Bain & Company inks alliance with ChatGPT creator OpenAI
Global consultancy Bain & Company has forged an alliance with ChatGPT creator OpenAI, with the goal of enhancing its client’s business potential through the groundbreaking AI technology.
One of the world’s top-three most influential strategic consulting firms – Bain & Company – has inked a deal with what it is shaping as potentially one of the most influential companies of any kind over the next decade or so; OpenAI, the brains behind ChatGPT and DALL-E.
Both AI models have generated endless discussion in recent months as the world struggles to catch up, including as to the recent beta testing of backer Microsoft’s Bing chatbot.
In a press release, Bain & Company stated that the new alliance builds on the consultancy’s adoption of OpenAI technologies for its 18,000-strong “multi-disciplinary team of knowledge workers” over the past year, having embedded them into its “internal knowledge management systems, research, and processes to improve efficiency.”
Other big consultancies in Australia, such as KPMG and PwC, are still grappling with exactly what approach to take to the revolutionary technology.
“AI has reached an inflection point and we foresee a huge wave of change and innovation for our clients across industries,” said Bain’s worldwide managing partner Manny Maceda. “We see this as an industrial revolution for knowledge work, and a moment where all our clients will need to rethink their business architectures and adapt. By collaborating with OpenAI, we’re delighted to have unmatched access to state-of-the-art foundation AI models.”
With the early backing of artificial intelligence alarmist Elon Musk, and ostensibly established as a transparent counter to ‘the threat’ of Google’s DeepMind AI research company, OpenAI initially billed itself as a non-profit dedicated to the development of ‘friendly AI for the benefit of all humanity’. Its GPT model however exploded from novelty into the public consciousness almost overnight, with Microsoft recently ‘lobotomising’ its Bing chatbot due to behavioural anomalies.
Despite these ongoing concerns and the scrambling from officialdom in response to ChatGPT’s latest incarnation, such as in the area of AI-generated university essays and political speeches, Bain is forging ahead. The consultancy intends to combine its “deep digital implementation capabilities and strategic expertise with OpenAI’s AI tools and platforms to help its clients around the world identify and implement the value of AI to maximise business potential.”
Client onboard: Coca-Cola
Another reasonably influential company – the world’s most prominent soft drink manufacturer Coca-Cola – hasn’t hesitated in jumping on board the new Bain-OpenAI alliance, their engagement described by OpenAI’s head of ‘Go-To-Market’ Zack Kass as the most ambitious it had seen of any consumer products brand.
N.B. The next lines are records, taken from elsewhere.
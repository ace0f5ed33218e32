//! Paddy Inference Service - Main Entry Point

use anyhow::Context;
use api::config::AppConfig;
use api::{build_state, init_logging, run_server};
use clap::Parser;
use std::path::PathBuf;
use tracing::{error, info};

#[derive(Parser, Debug)]
#[command(author, version, about = "Paddy leaf disease, variety and age prediction service")]
struct Cli {
    /// Configuration file (TOML, YAML or JSON)
    #[arg(short, long, env = "PADDY_CONFIG")]
    config: Option<PathBuf>,

    /// Override the listen address
    #[arg(short, long)]
    bind: Option<String>,
}

#[tokio::main]
async fn main() -> anyhow::Result<()> {
    let cli = Cli::parse();

    let mut config = AppConfig::load(cli.config.as_deref())?;
    if let Some(bind) = cli.bind {
        config.server.bind = bind;
    }

    init_logging(&config.logging)?;

    info!("=== Paddy Inference Service v{} ===", env!("CARGO_PKG_VERSION"));
    info!("Loading class mappings and models...");

    let state = match build_state(&config) {
        Ok(state) => state,
        Err(e) => {
            error!("Startup failed: {}", e);
            return Err(e).context("Model initialization failed");
        }
    };

    run_server(&config.server, state).await
}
Coke CEO James Quincey said in response that the company will be looking at ways to enhance marketing through OpenAI, along with business operations.
Kass concludes that “Bain’s internal adoption of this technology is also setting a standard for their clients to follow,” with the alliance next looking to among other things build the next generation of contact centers for retail banks, telcos and utility companies to improve CX and support sales and service agents with automated, personalised, and real-time scripts, as well as boosting marketing through “highly personalised ad copy, rich imagery, and targeted messaging.”
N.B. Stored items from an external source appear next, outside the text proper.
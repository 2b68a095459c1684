use anyhow::Result;
use parking_lot::Mutex;
use std::collections::HashMap;

use super::{Collection, DocumentStore, DocumentWrite};

/// In-process store; nothing survives the process.
#[derive(Default)]
pub struct MemoryStore {
    documents: Mutex<HashMap<Collection, (u64, String)>>,
}

impl MemoryStore {
    pub fn new() -> Self {
        Self::default()
    }
}

impl DocumentStore for MemoryStore {
    fn load(&self, collection: Collection) -> Result<Option<String>> {
        Ok(self.documents.lock().get(&collection).map(|(_, body)| body.clone()))
    }

    fn commit(&self, writes: &[DocumentWrite]) -> Result<()> {
        let mut documents = self.documents.lock();
        for write in writes {
            let stored = documents.get(&write.collection).map_or(0, |(version, _)| *version);
            write.check(stored)?;
        }
        for write in writes {
            documents.insert(write.collection, (write.version, write.body.clone()));
        }
        Ok(())
    }
}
“This hugely exciting partnership is going to help us deliver more powerful AI solutions to our clients, and help them win as their industries transform with this generational shift in technology capability,” said Roy Singh, who heads a global team of more than 500 advanced analytics and data science practitioners as well as machine learning engineers at Bain. “Our clients will be able to identify the right business opportunities and implement them rapidly.”